For most use cases this works well. You can consider separating them and scaling them independently if you need to have very fine control over resource allocation.
(b) Same question - corresponding to Overlord and Coordinator processes?
The overlord and coordinator have relatively low resource requirements and can definitely be run on the same machine. You might consider having a second overlord/coordinator pair on another machine for high availability (if the primary overlord/coordinator fails, the secondary one will take over).

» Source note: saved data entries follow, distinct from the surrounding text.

/// Panel centers of an `ra_num` x `dec_num` grid around a JNow center
///
/// Rows run from south to north; within a row RA increases. Even counts
/// shift the center by half a panel so the grid stays symmetric.
pub fn mosaic_panels(
    center_ra: f64,
    center_dec: f64,
    ra_num: u32,
    dec_num: u32,
    overlap_percent: f64,
) -> Vec<MosaicPanel> {
    let (delta_ra, delta_dec) = mosaic_next_center_spacing(center_ra, center_dec, overlap_percent);
    let mut center_ra = center_ra;
    let mut center_dec = center_dec;
    if ra_num % 2 == 0 {
        center_ra += delta_ra / 2.0;
    }
    if dec_num % 2 == 0 {
        center_dec += delta_dec / 2.0;
    }

    let mut panels = Vec::with_capacity((ra_num * dec_num) as usize);
    let mut cur_dec = center_dec - f64::from(dec_num / 2) * delta_dec;
    for dec_index in 1..=dec_num {
        let (row_delta_ra, _) = mosaic_next_center_spacing(center_ra, cur_dec, overlap_percent);
        let mut cur_ra = center_ra - f64::from(ra_num / 2) * row_delta_ra;
        for ra_index in 1..=ra_num {
            panels.push(MosaicPanel {
                label: format!("{}{}", ra_index, dec_index),
                ra_index,
                dec_index,
                ra: normalize_ra_hours(cur_ra),
                dec: cur_dec,
            });
            cur_ra += row_delta_ra;
        }
        cur_dec += delta_dec;
    }
    panels
}

enum PanelEnd {
    Done,
    Failed,
    Stopped,
    Skipped,
}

© My understanding is that X is the only number that needs to be increased in order to scale
(i) Kafka real-time ingestion throughput AND
(ii) Query performance
Is that correct? Does Z also need to be increased in order to improve query performance?
X is the most important node type to scale for query and ingestion performance. If you have a very high query load, you’ll also eventually need to increase Z. When exactly you’ll need to increase Z depends on your queries, but in general I think ratios on the order of 10:1 or higher aren’t unreasonable. Monitoring metrics from Druid will help here (http://druid.io/docs/0.9.1.1/operations/metrics.html). If you want high availability on the query side, you’ll want to have at least 2 brokers which can be put behind a load balancer.
(d) Would it be fine to set Y = 1?
Yes, but as above, for HA you’ll want at least 2.